FDA Warns Chinese OTC Drugmaker, Releases 3 Form 483s

Posted 20 February 2019 | By Zachary Brennan 

FDA Warns Chinese OTC Drugmaker, Releases 3 Form 483s

The US Food and Drug Administration (FDA) on Wednesday released a warning letter sent to China-based Hangzhou Sunking Nonwovens Co. citing significant violations of current good manufacturing practice regulations for finished pharmaceuticals.

The warning letter, which noted the firm was placed on import alert last December, highlighted how over-the-counter (OTC) drug products were released for distribution in the US without appropriate quality control release testing.

In addition, FDA raised concerns about the validity of test results for Hangzhou Sunking Nonwovens’ finished drug product.

“Your firm lacked testing of incoming raw materials, used in the manufacturing of your drug product, including active pharmaceutical ingredients and other components, for their identity, strength, and other quality attributes. Your firm also relied on your suppliers’ certificate of analysis (COA) without establishing the reliability of the suppliers’ analyses through appropriate validation,” FDA said.

The firm also did not have stability data to support the expiration dates assigned to its OTC drug product.

“Without stability data, you cannot assure the quality of your drug products throughout their labeled shelf lives,” FDA added.

And the firm was found to lack an adequate quality unit, without written procedures for numerous functions.

Form 483s

In addition to the warning letter, FDA on Tuesday released three Form 483s sent to lmmunomedics, Lupin and Dr. Reddy’s. The Lupin and Dr. Reddy's 483s were issued earlier in February to the companies while the one for Immunomedics was from last August.

The 483 for New Jersey-based Immunomedics, following an inspection last August, notes that the firm’s quality control unit lacks the appropriate authority to investigate critical deviations of approved procedures.

“Specifically, the discovery of a data integrity breach in February 2018 did not trigger a deviation,” FDA said.

The 483 issued to Lupin, meanwhile, followed an inspection late last month and earlier this month and features two observations, including one that deals with the failure of a batch or any of its components to meet certain specifications, whether or not the batch has already been distributed. The Lupin site has previously received an FDA warning letter.

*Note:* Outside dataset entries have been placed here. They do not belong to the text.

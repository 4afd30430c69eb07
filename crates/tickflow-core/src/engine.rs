//! The orchestrator: turns queue items into ticks and op outcomes into
//! scheduled work.
//!
//! Per-run state machine, driven by the exec queue:
//! - a trigger creates the run and enqueues an immediate discover item;
//! - a discover item runs one driver tick and interprets each result
//!   (terminal workflow outcome, step retry, or a plan that registers a
//!   timer / signal wait / child invocation);
//! - timeout items are stale-checked against the waiting registries so a
//!   resolution that raced the timeout wins if it persisted first.
//!
//! Store or queue failures while handling an item are logged and the item
//! dropped; other runs must keep progressing.

use std::sync::{Arc, Mutex, MutexGuard};
use std::time::Duration;

use chrono::Utc;
use dashmap::DashMap;
use serde_json::{Value, json};
use tickflow_types::error::JsonError;
use tickflow_types::event::{
    EVENT_TYPE_CRON, EVENT_TYPE_INVOKE, EVENT_TYPE_START, EventInput, TriggerConfig,
};
use tickflow_types::op::{OpKind, OpOutcome, OpResult};
use tickflow_types::queue::{ExecItem, TriggerItem};
use tickflow_types::run::{Run, RunResult, WaitingInvoke, WaitingSignal};
use tracing::{debug, error, info, warn};
use uuid::Uuid;

use crate::driver;
use crate::error::EngineError;
use crate::queue::{QueuePoller, WorkQueue, spawn_poller};
use crate::store::StateStore;
use crate::trigger::{CronScheduler, TriggerError};
use crate::workflow::Workflow;

const DEFAULT_POLL_INTERVAL: Duration = Duration::from_millis(25);

/// What [`Engine::start`] hands back to a fire-and-forget caller.
#[derive(Debug, Clone, Copy, PartialEq, Eq)]
pub struct StartReceipt {
    pub event_id: Uuid,
    pub run_id: Uuid,
}

fn lock<T>(mutex: &Mutex<T>) -> MutexGuard<'_, T> {
    mutex.lock().unwrap_or_else(|poisoned| poisoned.into_inner())
}

/// The workflow engine, generic over a state store and the two work queues.
pub struct Engine<S, EQ, XQ> {
    store: Arc<S>,
    event_queue: Arc<EQ>,
    exec_queue: Arc<XQ>,
    workflows: DashMap<String, Arc<Workflow>>,
    poll_interval: Duration,
    pollers: Mutex<Vec<QueuePoller>>,
    cron: Mutex<Option<CronScheduler>>,
}
//! Suspension gates.
//!
//! When a step op cannot resolve from the memo ledger, the workflow future
//! parks on a gate. The driver later releases the gate with the op's outcome,
//! or leaves it parked for the rest of the tick (scheduled ops awaiting an
//! external event). A shared pending counter lets the discovery loop
//! distinguish "future is blocked on parked ops" from "future is done".

use std::sync::Arc;
use std::sync::atomic::{AtomicUsize, Ordering};

use serde_json::Value;
use tickflow_types::error::JsonError;
use tokio::sync::oneshot;

/// Release half of a gate, held by the driver.
#[derive(Debug)]
pub struct Gate {
    tx: oneshot::Sender<Result<Value, JsonError>>,
    pending: Arc<AtomicUsize>,
}

/// Wait half of a gate, awaited inside the workflow future.
#[derive(Debug)]
pub struct GateWaiter {
    rx: oneshot::Receiver<Result<Value, JsonError>>,
}

/// Create a linked gate pair and count it against `pending`.
///
/// The count drops only on [`Gate::release`]; a gate dropped unreleased keeps
/// its op counted as parked until the tick is torn down.
pub fn gate_pair(pending: &Arc<AtomicUsize>) -> (Gate, GateWaiter) {
    pending.fetch_add(1, Ordering::SeqCst);
    let (tx, rx) = oneshot::channel();
    (
        Gate {
            tx,
            pending: Arc::clone(pending),
        },
        GateWaiter { rx },
    )
}

impl Gate {
    /// Deliver the op's outcome and wake the parked future.
    pub fn release(self, outcome: Result<Value, JsonError>) {
        self.pending.fetch_sub(1, Ordering::SeqCst);
        // The workflow future may already be gone (run abandoned mid-tick);
        // a lost send is fine.
        let _ = self.tx.send(outcome);
    }
}

impl GateWaiter {
    /// Await the outcome delivered by [`Gate::release`].
    ///
    /// If the gate is dropped without a release the op stays suspended
    /// forever; the tick ends around it and the whole future is dropped.
    pub async fn wait(self) -> Result<Value, JsonError> {
        match self.rx.await {
            Ok(outcome) => outcome,
            Err(_) => std::future::pending().await,
        }
    }
}

#[cfg(test)]
mod tests {
    use super::*;
    use futures_util::FutureExt;
    use serde_json::json;

    #[tokio::test]
    async fn release_delivers_outcome_and_decrements() {
        let pending = Arc::new(AtomicUsize::new(0));
        let (gate, waiter) = gate_pair(&pending);
        assert_eq!(pending.load(Ordering::SeqCst), 1);

        gate.release(Ok(json!(42)));
        assert_eq!(pending.load(Ordering::SeqCst), 0);
        assert_eq!(waiter.wait().await.unwrap(), json!(42));
    }

    #[tokio::test]
    async fn error_outcome_passes_through() {
        let pending = Arc::new(AtomicUsize::new(0));
        let (gate, waiter) = gate_pair(&pending);
        gate.release(Err(JsonError::new("Error", "boom")));
        assert_eq!(waiter.wait().await.unwrap_err().message, "boom");
    }

    #[tokio::test]
    async fn dropped_gate_leaves_waiter_parked() {
        let pending = Arc::new(AtomicUsize::new(0));
        let (gate, waiter) = gate_pair(&pending);
        drop(gate);

        // Still counted as parked, and the waiter never resolves.
        assert_eq!(pending.load(Ordering::SeqCst), 1);
        assert!(waiter.wait().now_or_never().is_none());
    }
}
//! The time-ordered work queue contract and its background poller.

use std::sync::Arc;
use std::time::Duration;

use chrono::{DateTime, Utc};
use tickflow_types::error::QueueError;
use tokio::task::JoinHandle;
use tokio::time::MissedTickBehavior;
use tokio_util::sync::CancellationToken;
use tracing::warn;

/// A queue keyed by a future timestamp. `get_next` only returns items whose
/// time has passed, and removal must be atomic: concurrent pollers must not
/// double-dequeue an item.
pub trait WorkQueue<T: Send + 'static>: Send + Sync + 'static {
    fn add(
        &self,
        item: &T,
        run_at: DateTime<Utc>,
    ) -> impl std::future::Future<Output = Result<(), QueueError>> + Send;

    fn get_next(
        &self,
    ) -> impl std::future::Future<Output = Result<Option<T>, QueueError>> + Send;
}

/// Handle to a background poll loop; dropping it does not stop the loop.
#[derive(Debug)]
pub struct QueuePoller {
    token: CancellationToken,
    handle: JoinHandle<()>,
}

impl QueuePoller {
    /// Request the loop to stop after its current item.
    pub fn stop(&self) {
        self.token.cancel();
    }

    /// Stop and wait for the loop to exit.
    pub async fn shutdown(self) {
        self.token.cancel();
        let _ = self.handle.await;
    }
}

/// Spawn a background loop that drains due items every `interval`, calling
/// `handler` once per dequeued item.
///
/// Queue errors are logged and the poll round abandoned; the loop keeps
/// running so other items still make progress.
pub fn spawn_poller<T, Q, F, Fut>(queue: Arc<Q>, interval: Duration, handler: F) -> QueuePoller
where
    T: Send + 'static,
    Q: WorkQueue<T>,
    F: Fn(T) -> Fut + Send + Sync + 'static,
    Fut: std::future::Future<Output = ()> + Send,
{
    let token = CancellationToken::new();
    let loop_token = token.clone();
    let handle = tokio::spawn(async move {
        let mut ticker = tokio::time::interval(interval);
        ticker.set_missed_tick_behavior(MissedTickBehavior::Delay);
        loop {
            tokio::select! {
                _ = loop_token.cancelled() => break,
                _ = ticker.tick() => {
                    loop {
                        match queue.get_next().await {
                            Ok(Some(item)) => handler(item).await,
                            Ok(None) => break,
                            Err(error) => {
                                warn!(%error, "work queue poll failed");
                                break;
                            }
                        }
                    }
                }
            }
        }
    });
    QueuePoller { token, handle }
}

#[cfg(test)]
mod tests {
    use super::*;
    use crate::memory::MemoryWorkQueue;
    use std::sync::atomic::{AtomicUsize, Ordering};

    #[tokio::test]
    async fn poller_drains_due_items_and_stops() {
        let queue = Arc::new(MemoryWorkQueue::<u32>::new());
        queue.add(&1, Utc::now()).await.unwrap();
        queue.add(&2, Utc::now()).await.unwrap();
        // Far in the future; must not be delivered.
        queue
            .add(&3, Utc::now() + chrono::Duration::hours(1))
            .await
            .unwrap();

        let seen = Arc::new(AtomicUsize::new(0));
        let counter = Arc::clone(&seen);
        let poller = spawn_poller(Arc::clone(&queue), Duration::from_millis(5), move |item| {
            let counter = Arc::clone(&counter);
            async move {
                counter.fetch_add(item as usize, Ordering::SeqCst);
            }
        });

        tokio::time::sleep(Duration::from_millis(50)).await;
        poller.shutdown().await;

        assert_eq!(seen.load(Ordering::SeqCst), 3);
        assert_eq!(queue.get_next().await.unwrap(), None);
    }
}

And the Dr. Reddy’s 483, also sent to the firm following an inspection from earlier this month and last month, includes 11 observations. The heavily redacted 483, for a site located on the outskirts of Hyderabad, notes that in some instances, investigations initiated in response to complaints are not always adequate.

FDA also found the Dr. Reddy's site’s quality control unit lacks the authority to review production records to ensure no errors have occurred and to investigate the errors that have occurred.

In November 2015, FDA sent a warning letter to three Dr. Reddy's Laboratories sites also located just outside of Hyderabad.